Era uma casa de esquina simples e empoeirada, que se destacava por não apresentar qualquer cheiro de podridão dentro dela — uma mudança bem-vinda. Hector nos guiou de forma que ficássemos fora da vista do pátio da escola e entramos pelo portão de carros.
Como Hector e Alex descreveram, era afastada das avenidas principais, com ruas de paralelepipedos esburacadas. Haviam algumas residências por perto mas a maior parte dos lotes tratava-se de terrenos baldios sem uso. Diferente da escola onde começamos o nosso pesadelo, aquela parecia velha e precária, seus prédios vermelho-escuro com a pintura encardida. Rodeando o pátio haviam dois edifícios: um de três andares em formato de L e um menor ao lado.

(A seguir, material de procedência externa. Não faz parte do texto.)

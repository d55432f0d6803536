use std::future::Future;
use std::net::SocketAddr;
use std::sync::Arc;
use std::time::Duration;

use axum::extract::DefaultBodyLimit;
use axum::middleware;
use axum::routing::{get, post};
use axum::{Json, Router};
use quickdesk_core::realtime::Change;
use quickdesk_core::{DeskConfig, DeskServices};
use serde::Serialize;
use tokio::sync::broadcast;
use tower::ServiceBuilder;
use tower_http::cors::{Any, CorsLayer};
use tower_http::trace::TraceLayer;

use super::auth::{auth_middleware, AuthConfig, AuthMiddleware};
use super::files::file_handler;
use super::rpc::{rpc_function_handler, rpc_handler, RpcHandler};
use super::tracing::tracing_middleware;
use super::upload::{upload_handler, UploadState};
use super::websocket::{ws_handler, WsState};
use crate::function::{FunctionExecutor, FunctionRegistry, FunctionRouter};

#[derive(Debug, Clone)]
pub struct GatewayConfig {
    pub port: u16,
    pub request_timeout_secs: u64,
    /// Empty or containing `*` allows any origin.
    pub cors_origins: Vec<String>,
    pub auth: AuthConfig,
    /// Per-file upload ceiling.
    pub max_upload_bytes: u64,
}

impl Default for GatewayConfig {
    fn default() -> Self {
        Self {
            port: 8080,
            request_timeout_secs: 30,
            cors_origins: Vec::new(),
            auth: AuthConfig::default(),
            max_upload_bytes: 100 * 1024 * 1024,
        }
    }
}

impl GatewayConfig {
    pub fn from_desk_config(config: &DeskConfig) -> Self {
        Self {
            port: config.gateway.port,
            request_timeout_secs: config.gateway.request_timeout_secs,
            cors_origins: config.gateway.cors_origins.clone(),
            auth: AuthConfig::from_security(&config.security),
            max_upload_bytes: config.storage.max_file_size_bytes(),
        }
    }

    fn cors(&self) -> CorsLayer {
        let base = CorsLayer::new().allow_methods(Any).allow_headers(Any);
        if self.cors_origins.is_empty() || self.cors_origins.iter().any(|o| o == "*") {
            base.allow_origin(Any)
        } else {
            let origins: Vec<_> = self
                .cors_origins
                .iter()
                .filter_map(|o| o.parse().ok())
                .collect();
            base.allow_origin(origins)
        }
    }
}

#[derive(Debug, Serialize)]
pub struct HealthResponse {
    pub status: String,
    pub version: String,
}

pub struct GatewayServer {
    config: GatewayConfig,
    router: Arc<FunctionRouter>,
    changes: broadcast::Sender<Change>,
}

impl GatewayServer {
    pub fn new(
        config: GatewayConfig,
        registry: FunctionRegistry,
        services: Arc<DeskServices>,
        changes: broadcast::Sender<Change>,
    ) -> Self {
        Self {
            config,
            router: Arc::new(FunctionRouter::new(Arc::new(registry), services)),
            changes,
        }
    }

    pub fn config(&self) -> &GatewayConfig {
        &self.config
    }

    /// The axum application.
    pub fn router(&self) -> Router {
        let executor = Arc::new(FunctionExecutor::from_router(
            self.router.clone(),
            Duration::from_secs(self.config.request_timeout_secs),
        ));
        let rpc_state = Arc::new(RpcHandler::new(executor));
        let upload_state = Arc::new(UploadState {
            router: self.router.clone(),
            hard_limit_bytes: self.config.max_upload_bytes,
        });
        let body_limit = upload_state.body_limit();
        let auth_state = Arc::new(AuthMiddleware::new(self.config.auth.clone()));
        let ws_state = Arc::new(WsState {
            router: self.router.clone(),
            auth: auth_state.clone(),
            changes: self.changes.clone(),
        });
        let objects = self.router.services().objects.clone();

        Router::new()
            .route("/health", get(health_handler))
            .route("/rpc", post(rpc_handler).with_state(rpc_state.clone()))
            .route(
                "/rpc/{function}",
                post(rpc_function_handler).with_state(rpc_state),
            )
            .route(
                "/tickets/{ticket_id}/attachments",
                post(upload_handler)
                    .with_state(upload_state)
                    .layer(DefaultBodyLimit::max(body_limit)),
            )
            .route("/storage/{*path}", get(file_handler).with_state(objects))
            .route("/realtime", get(ws_handler).with_state(ws_state))
            .layer(
                ServiceBuilder::new()
                    .layer(TraceLayer::new_for_http())
                    .layer(self.config.cors())
                    .layer(middleware::from_fn_with_state(auth_state, auth_middleware))
                    .layer(middleware::from_fn(tracing_middleware)),
            )
    }

    pub fn addr(&self) -> SocketAddr {
        SocketAddr::from(([0, 0, 0, 0], self.config.port))
    }

    /// Serve until `shutdown` resolves.
    pub async fn run<F>(self, shutdown: F) -> std::io::Result<()>
    where
        F: Future<Output = ()> + Send + 'static,
    {
        let addr = self.addr();
        let app = self.router();
        let listener = tokio::net::TcpListener::bind(addr).await?;
        tracing::info!(%addr, "Gateway listening");

        axum::serve(listener, app)
            .with_graceful_shutdown(shutdown)
            .await
    }
}

async fn health_handler() -> Json<HealthResponse> {
    Json(HealthResponse {
        status: "healthy".to_string(),
        version: env!("CARGO_PKG_VERSION").to_string(),
    })
}

#[cfg(test)]
mod tests {
    use super::*;

    #[test]
    fn test_gateway_config_from_desk_config() {
        let mut desk = DeskConfig::default_with_database_url("postgres://localhost/desk");
        desk.gateway.port = 9090;
        desk.storage.max_file_size_mb = 5;
        let config = GatewayConfig::from_desk_config(&desk);
        assert_eq!(config.port, 9090);
        assert_eq!(config.max_upload_bytes, 5 * 1024 * 1024);
        assert!(config.cors_origins.is_empty());
    }

    #[test]
    fn test_health_response_serialization() {
        let resp = HealthResponse {
            status: "healthy".to_string(),
            version: "0.1.0".to_string(),
        };
        let json = serde_json::to_string(&resp).unwrap();
        assert!(json.contains("healthy"));
    }
}
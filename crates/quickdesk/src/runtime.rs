//! Server runtime: one process serving the RPC gateway, attachment files and
//! the realtime change feed.

use std::path::PathBuf;
use std::sync::Arc;

use tokio::sync::broadcast;

use quickdesk_core::config::{DeskConfig, NotificationsConfig};
use quickdesk_core::error::{DeskError, Result};
use quickdesk_core::notify::LogMailer;
use quickdesk_core::{DeskServices, Mailer, Notifier};
use quickdesk_runtime::migrations::{load_migrations_from_dir, Migration, MigrationRunner};
use quickdesk_runtime::{
    ChangeListener, Database, FunctionRegistry, GatewayConfig, GatewayServer, LocalObjectStore,
    PgStore, WebhookMailer,
};

/// Mail backend for the `[notifications]` section. A webhook URL selects the
/// HTTP relay, otherwise e-mails go to the log.
pub fn mailer_for(config: &NotificationsConfig) -> Result<Arc<dyn Mailer>> {
    match config.webhook_url.as_deref().map(str::trim) {
        Some(url) if !url.is_empty() => {
            Ok(Arc::new(WebhookMailer::new(url, config.from_address.clone())?))
        }
        _ => Ok(Arc::new(LogMailer)),
    }
}

/// Store, object storage and notifier over an open pool.
pub fn build_services(pool: sqlx::PgPool, config: &DeskConfig) -> Result<DeskServices> {
    let store = Arc::new(PgStore::new(pool));
    let objects = Arc::new(LocalObjectStore::from_config(&config.storage));
    let mailer = mailer_for(&config.notifications)?;
    let notifier = Notifier::new(store.clone(), mailer, &config.notifications);

    Ok(DeskServices {
        store,
        objects,
        notifier,
    })
}

/// The QuickDesk server.
pub struct Desk {
    config: DeskConfig,
    registry: FunctionRegistry,
    shutdown_tx: broadcast::Sender<()>,
    migrations_dir: PathBuf,
    extra_migrations: Vec<Migration>,
}

impl Desk {
    pub fn builder() -> DeskBuilder {
        DeskBuilder::new()
    }

    pub fn config(&self) -> &DeskConfig {
        &self.config
    }

    pub fn registry(&self) -> &FunctionRegistry {
        &self.registry
    }

    /// Run until ctrl-c or [`Desk::shutdown`].
    pub async fn run(self) -> Result<()> {
        tracing::info!(project = %self.config.project.name, "QuickDesk starting");

        let db = Database::from_config(&self.config.database).await?;
        let pool = db.pool().clone();
        tracing::info!("Connected to database");

        if self.config.database.auto_migrate {
            let mut extra = load_migrations_from_dir(&self.migrations_dir)?;
            extra.extend(self.extra_migrations.iter().cloned());
            let applied = MigrationRunner::new(pool.clone()).run(extra).await?;
            tracing::info!(count = applied.len(), "Migrations completed");
        }

        tokio::fs::create_dir_all(&self.config.storage.root)
            .await
            .map_err(|e| {
                DeskError::Storage(format!(
                    "Cannot create storage root {}: {}",
                    self.config.storage.root, e
                ))
            })?;

        let services = Arc::new(build_services(pool.clone(), &self.config)?);

        let listener = Arc::new(ChangeListener::new(pool, &self.config.realtime));
        let listener_task = {
            let listener = listener.clone();
            tokio::spawn(async move {
                if let Err(e) = listener.run().await {
                    tracing::error!(error = %e, "Change listener stopped");
                }
            })
        };

        let gateway = GatewayServer::new(
            GatewayConfig::from_desk_config(&self.config),
            self.registry,
            services,
            listener.sender(),
        );

        let mut shutdown_rx = self.shutdown_tx.subscribe();
        let shutdown = async move {
            tokio::select! {
                _ = tokio::signal::ctrl_c() => {
                    tracing::info!("Received shutdown signal");
                }
                _ = shutdown_rx.recv() => {
                    tracing::info!("Received shutdown notification");
                }
            }
        };

        let served = gateway.run(shutdown).await;

        listener.stop();
        if let Err(e) = listener_task.await {
            tracing::warn!(error = %e, "Change listener task failed");
        }
        db.close().await;

        served.map_err(DeskError::from)?;
        tracing::info!("QuickDesk stopped");
        Ok(())
    }

    pub fn shutdown(&self) {
        let _ = self.shutdown_tx.send(());
    }
}

pub struct DeskBuilder {
    config: Option<DeskConfig>,
    registry: FunctionRegistry,
    migrations_dir: PathBuf,
    extra_migrations: Vec<Migration>,
}

impl DeskBuilder {
    pub fn new() -> Self {
        Self {
            config: None,
            registry: FunctionRegistry::with_desk_functions(),
            migrations_dir: PathBuf::from("migrations"),
            extra_migrations: Vec::new(),
        }
    }

    /// Directory of site-specific migrations applied after the built-in
    /// schema. Defaults to `./migrations`.
    pub fn migrations_dir(mut self, path: impl Into<PathBuf>) -> Self {
        self.migrations_dir = path.into();
        self
    }

    pub fn migration(mut self, name: impl Into<String>, sql: impl Into<String>) -> Self {
        self.extra_migrations.push(Migration::new(name, sql));
        self
    }

    pub fn config(mut self, config: DeskConfig) -> Self {
        self.config = Some(config);
        self
    }

    pub fn build(self) -> Result<Desk> {
        let config = self
            .config
            .ok_or_else(|| DeskError::Config("Configuration is required".to_string()))?;

        let (shutdown_tx, _) = broadcast::channel(1);

        Ok(Desk {
            config,
            registry: self.registry,
            shutdown_tx,
            migrations_dir: self.migrations_dir,
            extra_migrations: self.extra_migrations,
        })
    }
}

impl Default for DeskBuilder {
    fn default() -> Self {
        Self::new()
    }
}

#[cfg(test)]
mod tests {
    use super::*;

    #[test]
    fn test_builder_requires_config() {
        assert!(DeskBuilder::new().build().is_err());
    }

    #[test]
    fn test_builder_registers_desk_functions() {
        let desk = Desk::builder()
            .config(DeskConfig::default_with_database_url("postgres://localhost/test"))
            .migration("0100_site_tweaks", "SELECT 1")
            .build()
            .unwrap();
        assert!(desk.registry().get("create_ticket").is_some());
        assert!(desk.registry().get("list_tickets").is_some());
        assert_eq!(desk.config().gateway.port, 8080);
    }

    #[test]
    fn test_mailer_defaults_to_log() {
        let config = NotificationsConfig::default();
        assert!(mailer_for(&config).is_ok());

        let config = NotificationsConfig {
            webhook_url: Some("   ".into()),
            ..Default::default()
        };
        assert!(mailer_for(&config).is_ok());
    }

    #[test]
    fn test_mailer_uses_webhook() {
        let config = NotificationsConfig {
            webhook_url: Some("http://127.0.0.1:9/mail".into()),
            ..Default::default()
        };
        assert!(mailer_for(&config).is_ok());
    }

    #[tokio::test]
    async fn test_services_over_lazy_pool() {
        let config = DeskConfig::default_with_database_url("postgres://localhost/test");
        let pool = sqlx::PgPool::connect_lazy(&config.database.url).unwrap();
        let services = build_services(pool, &config).unwrap();
        assert!(services
            .objects
            .public_url("tickets/a/1-b.png")
            .ends_with("/storage/tickets/a/1-b.png"));
    }
}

Por cima deste, pude identificar o telhado de um ginásio.
Não houve suspense: no exato momento em que nos esgueiramos ao lado da janela tivemos vista perfeita para o pátio do colégio e para as pessoas que haviam nele.
Uma mulher negra de cabelos longos e cacheados estava casualmente sentada em um banco de pedra, tentando acender o cigarro com um fósforo. Um grosso pedaço de madeira estava apoiado no banco, ao seu alcance. Quando outra mulher se aproximou, de pele escura e cabelos presos em um turbante apertado, a primeira deu um sorriso educado e desistiu do fósforo, guardando o cigarro no bolso e dando espaço para ela sentar. A segunda apoiava o braço direito na barriga e estava desarmada.
Hector murmurou para que olhássemos onde os carros estavam estacionados e conseguimos ver três homens: o primeiro tinha apenas as pernas à mostra, estirado sob um carro; o segundo era um senhor velho de barba e cabelos brancos que conversava e ria com o terceiro; mais jovem, robusto e barbudo, de aparência séria.
— O motoqueiro — Tom sussurrou e entendi que ele se referia ao homem jovem e barbudo, que em sua jaqueta de couro parecia um clássico motociclista. — tem uma arma na cintura.
Às vezes, quando se movia, sob sua jaqueta era possível ver uma pistola que eu não sabia identificar. Nenhuma das pessoas no pátio parecia alerta, somente conversavam com tranquilidade.
Deixei um suspiro de surpresa escapar quando, de trás do carro, dois cães apareceram correndo em direção ao "motoqueiro": um buldogue e um vira-lata alto e esguio, ambos de aparência bem cuidada. Até então não havíamos visto qualquer cachorro que não fosse Mei — exceto, claro, aqueles mortos e comidos.
— Mei iria latir com toda a certeza — murmurei para mim mesma e Melissa virou seu rosto, mas não me respondeu.
— Tem alguém diferente de antes? — Tom perguntou para Hector, sem tirar os olhos da janela.
— O cara armado não estava do lado de fora da outra vez. Nem a mulher do turbante. A de cabelo cacheados, o velho e o cara embaixo do carro já havíamos visto. Acho que o cara é mecânico, porque também estava embaixo de outro carro naquela vez.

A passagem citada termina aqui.